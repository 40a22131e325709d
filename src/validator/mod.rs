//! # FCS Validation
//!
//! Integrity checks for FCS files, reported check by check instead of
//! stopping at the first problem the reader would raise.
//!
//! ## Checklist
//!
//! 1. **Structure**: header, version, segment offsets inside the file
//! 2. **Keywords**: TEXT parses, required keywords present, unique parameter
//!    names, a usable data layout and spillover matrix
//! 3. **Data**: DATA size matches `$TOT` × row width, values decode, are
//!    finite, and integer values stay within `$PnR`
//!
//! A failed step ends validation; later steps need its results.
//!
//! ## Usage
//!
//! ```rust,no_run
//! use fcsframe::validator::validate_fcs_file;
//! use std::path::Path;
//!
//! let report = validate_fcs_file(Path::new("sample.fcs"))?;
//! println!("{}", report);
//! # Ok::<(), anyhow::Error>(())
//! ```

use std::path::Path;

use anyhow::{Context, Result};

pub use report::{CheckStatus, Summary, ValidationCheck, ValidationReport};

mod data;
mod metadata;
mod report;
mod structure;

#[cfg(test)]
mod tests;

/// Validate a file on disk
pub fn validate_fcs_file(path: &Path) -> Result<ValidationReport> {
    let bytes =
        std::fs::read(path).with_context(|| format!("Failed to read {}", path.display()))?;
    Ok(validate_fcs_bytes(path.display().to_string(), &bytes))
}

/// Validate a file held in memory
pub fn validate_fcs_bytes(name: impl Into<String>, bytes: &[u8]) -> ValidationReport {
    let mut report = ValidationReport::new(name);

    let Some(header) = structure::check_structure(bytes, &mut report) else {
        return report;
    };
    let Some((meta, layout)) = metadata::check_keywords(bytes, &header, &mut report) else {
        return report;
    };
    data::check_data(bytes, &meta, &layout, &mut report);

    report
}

■ ■ ■ ■

Activity:
The records above need to be transcribed in full. Keep every character unchanged.

Answer to this exercise:
repository 40a22131e325709d
filename src/validator/mod.rs
//! # FCS Validation
//!
//! Integrity checks for FCS files, reported check by check instead of
//! stopping at the first problem the reader would raise.
//!
//! ## Checklist
//!
//! 1. **Structure**: header, version, segment offsets inside the file
//! 2. **Keywords**: TEXT parses, required keywords present, unique parameter
//!    names, a usable data layout and spillover matrix
//! 3. **Data**: DATA size matches `$TOT` × row width, values decode, are
//!    finite, and integer values stay within `$PnR`
//!
//! A failed step ends validation; later steps need its results.
//!
//! ## Usage
//!
//! ```rust,no_run
//! use fcsframe::validator::validate_fcs_file;
//! use std::path::Path;
//!
//! let report = validate_fcs_file(Path::new("sample.fcs"))?;
//! println!("{}", report);
//! # Ok::<(), anyhow::Error>(())
//! ```

use std::path::Path;

use anyhow::{Context, Result};

pub use report::{CheckStatus, Summary, ValidationCheck, ValidationReport};

mod data;
mod metadata;
mod report;
mod structure;

#[cfg(test)]
mod tests;

/// Validate a file on disk
pub fn validate_fcs_file(path: &Path) -> Result<ValidationReport> {
    let bytes =
        std::fs::read(path).with_context(|| format!("Failed to read {}", path.display()))?;
    Ok(validate_fcs_bytes(path.display().to_string(), &bytes))
}

/// Validate a file held in memory
pub fn validate_fcs_bytes(name: impl Into<String>, bytes: &[u8]) -> ValidationReport {
    let mut report = ValidationReport::new(name);

    let Some(header) = structure::check_structure(bytes, &mut report) else {
        return report;
    };
    let Some((meta, layout)) = metadata::check_keywords(bytes, &header, &mut report) else {
        return report;
    };
    data::check_data(bytes, &meta, &layout, &mut report);

    report
}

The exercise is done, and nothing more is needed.